1. Tekanan Akademis yang Menjepit: Konsekuensi dari Budaya Meritokrasi
Dalam dunia pendidikan tinggi, meritokrasi -- atau keyakinan bahwa kesuksesan individu ditentukan oleh kemampuan dan usaha -- menjadi prinsip utama. Mahasiswa dituntut untuk berprestasi dalam segala aspek, baik akademik maupun non-akademik. Sistem pendidikan modern sering kali menekankan pencapaian akademis sebagai tolok ukur utama keberhasilan hidup. Dalam konteks ini, mahasiswa yang gagal memenuhi standar tersebut merasa tertekan, dan tidak jarang menginternalisasi kegagalan mereka sebagai cerminan dari ketidakberhargaan diri.
Dari sudut pandang sosiolog Emile Durkheim, kondisi ini bisa memicu bunuh diri egoistik, di mana individu merasa terisolasi dari masyarakat karena tidak mampu menyesuaikan diri dengan ekspektasi sosial. Dalam kasus mahasiswa, kegagalan dalam mencapai prestasi akademis tidak hanya berdampak pada pencitraan diri, tetapi juga mempengaruhi hubungan sosial dan dukungan emosional yang mereka peroleh.
Tekanan akademis ini semakin diperparah oleh tuntutan untuk terus-menerus bersaing, baik di dalam kelas maupun di luar lingkungan akademik.
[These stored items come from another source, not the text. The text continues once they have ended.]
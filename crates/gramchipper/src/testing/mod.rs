//! # Testing Utilities
//!
//! Sources and streams with controlled behavior, for exercising tokenizers
//! and filters.

use std::io;

use crate::analysis::{TokenAttributes, TokenStream, Tokenizer, analyze};
use crate::errors::GCResult;
use crate::source::{CharSource, Utf16Source};

/// A [`CharSource`] that returns at most `chunk` units per read.
///
/// Surrogate pairs may be split across reads.
#[derive(Debug, Clone)]
pub struct ChunkedSource {
    inner: Utf16Source,
    chunk: usize,
}

impl ChunkedSource {
    /// Serve `text` in reads of at most `chunk` units.
    pub fn new(
        text: &str,
        chunk: usize,
    ) -> Self {
        Self {
            inner: Utf16Source::from_text(text),
            chunk: chunk.max(1),
        }
    }
}

impl CharSource for ChunkedSource {
    fn read_chars(
        &mut self,
        buf: &mut [u16],
    ) -> io::Result<usize> {
        let n = buf.len().min(self.chunk);
        self.inner.read_chars(&mut buf[..n])
    }
}

/// A [`CharSource`] that fails once `fail_after` units have been served.
#[derive(Debug, Clone)]
pub struct FailingSource {
    inner: Utf16Source,
    remaining: usize,
}

impl FailingSource {
    /// Serve the first `fail_after` units of `text`, then fail.
    pub fn new(
        text: &str,
        fail_after: usize,
    ) -> Self {
        Self {
            inner: Utf16Source::from_text(text),
            remaining: fail_after,
        }
    }
}

impl CharSource for FailingSource {
    fn read_chars(
        &mut self,
        buf: &mut [u16],
    ) -> io::Result<usize> {
        if self.remaining == 0 {
            return Err(io::Error::other("source failed"));
        }
        let n = buf.len().min(self.remaining);
        let read = self.inner.read_chars(&mut buf[..n])?;
        self.remaining -= read;
        if read == 0 {
            self.remaining = 0;
        }
        Ok(read)
    }
}

/// A [`TokenStream`] replaying a fixed list of tokens.
///
/// `reset()` rewinds; `end()` reports `final_offset`.
#[derive(Debug, Clone)]
pub struct CannedTokenStream {
    tokens: Vec<TokenAttributes>,
    final_offset: usize,
    next: usize,
    attrs: TokenAttributes,
}

impl CannedTokenStream {
    /// Replay `tokens`, then end at `final_offset`.
    pub fn new(
        tokens: Vec<TokenAttributes>,
        final_offset: usize,
    ) -> Self {
        Self {
            tokens,
            final_offset,
            next: 0,
            attrs: TokenAttributes::default(),
        }
    }
}

impl TokenStream for CannedTokenStream {
    fn reset(&mut self) -> GCResult<()> {
        self.next = 0;
        self.attrs.clear();
        Ok(())
    }

    fn increment_token(&mut self) -> GCResult<bool> {
        match self.tokens.get(self.next) {
            Some(token) => {
                self.attrs.clone_from(token);
                self.next += 1;
                Ok(true)
            }
            None => Ok(false),
        }
    }

    fn end(&mut self) -> GCResult<()> {
        self.attrs.clear();
        self.attrs.set_offsets(self.final_offset, self.final_offset);
        self.attrs.position_increment = 0;
        Ok(())
    }

    fn attributes(&self) -> &TokenAttributes {
        &self.attrs
    }
}

/// A token with increment and length 1.
pub fn token(
    term: &str,
    start_offset: usize,
    end_offset: usize,
) -> TokenAttributes {
    let mut attrs = TokenAttributes::default();
    attrs.set_term(term);
    attrs.set_offsets(start_offset, end_offset);
    attrs
}

/// Analyze `text` and assert the `(term, start, end)` triples and final offset.
///
/// ## Panics
/// On any error, or any mismatch.
pub fn assert_grams<T: Tokenizer + ?Sized>(
    tokenizer: &mut T,
    text: &str,
    expected: &[(&str, usize, usize)],
    final_offset: usize,
) {
    let analysis = match analyze(tokenizer, Utf16Source::from_text(text)) {
        Ok(analysis) => analysis,
        Err(err) => panic!("analysis of {text:?} failed: {err}"),
    };

    let actual: Vec<(&str, usize, usize)> = analysis
        .tokens
        .iter()
        .map(|t| (t.term.as_str(), t.start_offset, t.end_offset))
        .collect();
    assert_eq!(actual, expected, "grams of {text:?}");
    assert_eq!(analysis.final_offset, final_offset, "final offset of {text:?}");
}
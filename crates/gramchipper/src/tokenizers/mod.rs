//! # Tokenizers
//!
//! Tokenizers read a [`CharSource`](crate::source::CharSource) directly:
//! * [`NGramTokenizer`] - the streaming gram engine.
//! * [`EdgeNGramTokenizer`] - the streaming engine, front edges only.
//! * [`CharTokenizer`] - runs of token characters; an upstream for filters.
//! * [`GramTokenizer`] - a gram tokenizer selected from a [`GramConfig`](crate::config::GramConfig).

mod char_tokenizer;
mod edge_ngram_tokenizer;
mod gram_tokenizer;
mod ngram_tokenizer;

#[doc(inline)]
pub use char_tokenizer::*;
#[doc(inline)]
pub use edge_ngram_tokenizer::*;
#[doc(inline)]
pub use gram_tokenizer::*;
#[doc(inline)]
pub use ngram_tokenizer::*;
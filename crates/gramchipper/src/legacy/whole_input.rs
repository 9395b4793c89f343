//! # Whole Input Reads

use std::io;

use crate::source::{CharSource, read_fully};

/// The read cap of the legacy engines, in UTF-16 units.
pub const LEGACY_READ_LIMIT: usize = 1024;

/// A trimmed prefix of the input, and the number of units it came from.
#[derive(Debug, Clone, Default, PartialEq, Eq)]
pub struct WholeInput {
    /// The trimmed units.
    pub units: Vec<u16>,

    /// Every unit read from the source, including drained ones.
    pub units_read: usize,
}

impl WholeInput {
    /// Read up to `limit` units, trim them, then drain and count the rest.
    ///
    /// Storage grows with the units actually read, not with `limit`.
    pub fn read<S: CharSource + ?Sized>(
        source: &mut S,
        limit: usize,
    ) -> io::Result<Self> {
        let mut units = Vec::with_capacity(limit.min(LEGACY_READ_LIMIT));
        let mut chunk = [0u16; LEGACY_READ_LIMIT];
        loop {
            let want = (limit - units.len()).min(LEGACY_READ_LIMIT);
            if want == 0 {
                break;
            }
            let n = read_fully(source, &mut chunk[..want])?;
            units.extend_from_slice(&chunk[..n]);
            if n < want {
                break;
            }
        }

        let mut units_read = units.len();
        if units_read == limit {
            loop {
                let n = read_fully(source, &mut chunk)?;
                if n == 0 {
                    break;
                }
                units_read += n;
            }
            log::debug!("legacy read: dropped {} units past the cap", units_read - limit);
        }

        let range = trim_range(&units);
        units.truncate(range.end);
        units.drain(..range.start);

        Ok(Self { units, units_read })
    }

    /// Number of trimmed units.
    pub fn len(&self) -> usize {
        self.units.len()
    }

    /// Is the trimmed input empty?
    pub fn is_empty(&self) -> bool {
        self.units.is_empty()
    }

    /// The units in `start..end`, as text.
    ///
    /// A surrogate split by the range renders as `U+FFFD`.
    pub fn text(
        &self,
        start: usize,
        end: usize,
    ) -> String {
        String::from_utf16_lossy(&self.units[start..end])
    }
}

/// The range left after removing leading and trailing units `<= U+0020`.
fn trim_range(units: &[u16]) -> core::ops::Range<usize> {
    let start = units
        .iter()
        .position(|&u| u > 0x20)
        .unwrap_or(units.len());
    let end = units
        .iter()
        .rposition(|&u| u > 0x20)
        .map_or(start, |i| i + 1);
    start..end
}

#[cfg(test)]
mod tests {
    use super::*;
    use crate::source::Utf16Source;

    #[test]
    fn test_trim_range() {
        let units: Vec<u16> = " \t ab c\n".encode_utf16().collect();
        assert_eq!(trim_range(&units), 3..7);
        assert_eq!(trim_range(&[0x20, 0x0A]), 2..2);
        assert_eq!(trim_range(&[]), 0..0);
    }

    #[test]
    fn test_read_and_drain() {
        let mut source = Utf16Source::from("  abcdef");
        let input = WholeInput::read(&mut source, 5).unwrap();
        assert_eq!(input.text(0, input.len()), "abc");
        assert_eq!(input.units_read, 8);

        let mut source = Utf16Source::from(" ab ");
        let input = WholeInput::read(&mut source, 1024).unwrap();
        assert_eq!(input.text(0, input.len()), "ab");
        assert_eq!(input.units_read, 4);
    }

    #[test]
    fn test_unbounded_limit_allocates_by_input() {
        let mut source = Utf16Source::from(" ab ");
        let input = WholeInput::read(&mut source, usize::MAX).unwrap();
        assert_eq!(input.text(0, input.len()), "ab");
        assert_eq!(input.units_read, 4);
        assert!(input.units.capacity() <= LEGACY_READ_LIMIT);

        let text = "x".repeat(3 * LEGACY_READ_LIMIT + 5);
        let mut source = Utf16Source::from(text.as_str());
        let input = WholeInput::read(&mut source, 2 * LEGACY_READ_LIMIT + 1).unwrap();
        assert_eq!(input.len(), 2 * LEGACY_READ_LIMIT + 1);
        assert_eq!(input.units_read, text.len());
    }
}
mod grams;
mod modes;

/// Subcommands for gchipper
#[derive(clap::Subcommand, Debug)]
pub enum Commands {
    /// Stream the grams of the input, one per line.
    Grams(grams::GramsArgs),

    /// List the engine versions and edge sides.
    Modes(modes::ModesArgs),
}

impl Commands {
    /// Run the subcommand.
    pub fn run(&self) -> Result<(), Box<dyn std::error::Error>> {
        match self {
            Commands::Grams(cmd) => cmd.run(),
            Commands::Modes(cmd) => cmd.run(),
        }
    }
}
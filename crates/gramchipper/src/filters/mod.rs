//! # Token Filters
//!
//! Filters re-segment the terms of an upstream [`TokenStream`](crate::analysis::TokenStream):
//! * [`EdgeNGramTokenFilter`] - front-anchored grams of each term.
//! * [`NGramTokenFilter`] - all grams of each term.

mod edge_ngram_filter;
mod ngram_filter;
mod term_state;

#[doc(inline)]
pub use edge_ngram_filter::*;
#[doc(inline)]
pub use ngram_filter::*;
#[doc(inline)]
pub use term_state::*;
//! # Edge N-Gram Token Filter

use crate::analysis::{TokenAttributes, TokenStream, Tokenizer};
use crate::config::Side;
use crate::errors::{GCResult, GramchipperError, check_gram_range};
use crate::filters::TermState;
use crate::source::CharSource;

/// Re-segments each upstream term into its front-anchored grams.
///
/// For a term of `n` code points, emits the first `g` code points for `g`
/// in `min_gram..=min(max_gram, n)`.
///
/// Offsets are sub-offsets of the token's when the token offsets span
/// exactly its text; otherwise every gram carries the token's offsets.
/// The first gram of a term carries the term's position increment, plus
/// those of preceding terms too short to produce any gram; later grams
/// carry 0. Position lengths pass through.
pub struct EdgeNGramTokenFilter<S: TokenStream> {
    input: S,
    min_gram: usize,
    max_gram: usize,

    attrs: TokenAttributes,
    current: Option<TermState>,
    gram_size: usize,
    saved_position_increment: usize,
}

impl<S: TokenStream> EdgeNGramTokenFilter<S> {
    /// Wrap `input`, emitting front grams over `[min_gram, max_gram]`.
    pub fn new(
        input: S,
        min_gram: usize,
        max_gram: usize,
    ) -> GCResult<Self> {
        Self::with_side(input, Side::Front, min_gram, max_gram)
    }

    /// Wrap `input`, emitting grams anchored on `side`.
    ///
    /// ## Errors
    /// * [`GramchipperError::InvalidConfiguration`] - unless `1 <= min_gram <= max_gram`.
    /// * [`GramchipperError::UnsupportedConfiguration`] - for [`Side::Back`].
    pub fn with_side(
        input: S,
        side: Side,
        min_gram: usize,
        max_gram: usize,
    ) -> GCResult<Self> {
        check_gram_range(min_gram, max_gram)?;
        if side == Side::Back {
            return Err(GramchipperError::UnsupportedConfiguration(
                "back edge grams are no longer supported; reverse the terms instead".to_string(),
            ));
        }

        Ok(Self {
            input,
            min_gram,
            max_gram,
            attrs: TokenAttributes::default(),
            current: None,
            gram_size: min_gram,
            saved_position_increment: 0,
        })
    }

    /// The wrapped stream.
    pub fn inner(&self) -> &S {
        &self.input
    }

    /// The wrapped stream, mutably.
    pub fn inner_mut(&mut self) -> &mut S {
        &mut self.input
    }

    /// Unwrap the wrapped stream.
    pub fn into_inner(self) -> S {
        self.input
    }
}

impl<S: TokenStream> TokenStream for EdgeNGramTokenFilter<S> {
    fn reset(&mut self) -> GCResult<()> {
        self.input.reset()?;
        self.attrs.clear();
        self.current = None;
        self.gram_size = self.min_gram;
        self.saved_position_increment = 0;
        Ok(())
    }

    #[cfg_attr(
        feature = "tracing",
        tracing::instrument(level = "trace", skip(self))
    )]
    fn increment_token(&mut self) -> GCResult<bool> {
        loop {
            let term = match &mut self.current {
                Some(term) => term,
                slot @ None => {
                    if !self.input.increment_token()? {
                        return Ok(false);
                    }
                    let upstream = self.input.attributes();
                    self.saved_position_increment += upstream.position_increment;
                    self.gram_size = self.min_gram;
                    slot.insert(TermState::capture(upstream))
                }
            };

            if self.gram_size <= self.max_gram && self.gram_size <= term.len() {
                self.attrs.clear();
                term.write_gram(0..self.gram_size, &mut self.attrs);

                self.attrs.position_increment = if self.gram_size == self.min_gram {
                    core::mem::take(&mut self.saved_position_increment)
                } else {
                    0
                };

                self.gram_size += 1;
                return Ok(true);
            }

            self.current = None;
        }
    }

    fn end(&mut self) -> GCResult<()> {
        self.input.end()?;
        self.attrs.clone_from(self.input.attributes());
        Ok(())
    }

    fn attributes(&self) -> &TokenAttributes {
        &self.attrs
    }
}

/// A filter over a [`Tokenizer`] is itself a tokenizer.
impl<S: Tokenizer> Tokenizer for EdgeNGramTokenFilter<S> {
    fn set_source(
        &mut self,
        source: Box<dyn CharSource>,
    ) {
        self.input.set_source(source)
    }
}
Budaya kompetitif yang terbentuk sering kali menciptakan rasa cemas, frustasi, dan kelelahan mental di kalangan mahasiswa. Mereka yang tidak mampu beradaptasi dengan ritme kompetisi ini rentan mengalami depresi dan merasa terjebak dalam lingkaran tekanan yang tak berujung.
2. Disintegrasi Sosial dan Keterasingan Emosional
Salah satu faktor kunci yang meningkatkan risiko bunuh diri di kalangan mahasiswa adalah disintegrasi sosial. Mahasiswa yang pindah dari lingkungan keluarga dan sahabat lama ke lingkungan baru, seperti universitas, sering kali mengalami kesulitan dalam membangun kembali jaringan sosial. Kesepian, keterasingan, dan perasaan tidak terhubung dengan lingkungan baru menjadi pemicu kuat terjadinya depresi dan masalah kesehatan mental lainnya.